_Task goal:_ Please return every line of the records below that holds the word "Result".

Saved data entries:

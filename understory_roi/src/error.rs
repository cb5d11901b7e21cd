// Copyright 2025 the Understory Authors
// SPDX-License-Identifier: Apache-2.0 OR MIT

//! Errors raised while producing precise geometry from a region shape.

use thiserror::Error;

/// Malformed shape data detected by [`Roi::to_geometry`](crate::Roi::to_geometry).
#[derive(Error, Debug, Clone, PartialEq, Eq)]
pub enum RoiError {
    /// The shape has fewer vertices than its kind requires.
    #[error("{shape} needs at least {required} vertices, found {found}")]
    TooFewVertices {
        /// Shape kind, e.g. `"polygon"`.
        shape: &'static str,
        /// Minimum vertex count for the shape kind.
        required: usize,
        /// Vertex count actually present.
        found: usize,
    },

    /// At least one coordinate is NaN or infinite.
    #[error("{shape} has non-finite coordinates")]
    NonFinite {
        /// Shape kind, e.g. `"ellipse"`.
        shape: &'static str,
    },
}

/// Result type for ROI operations.
pub type Result<T> = core::result::Result<T, RoiError>;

_Answer below:_
/// Result type for ROI operations.
pub type Result<T> = core::result::Result<T, RoiError>;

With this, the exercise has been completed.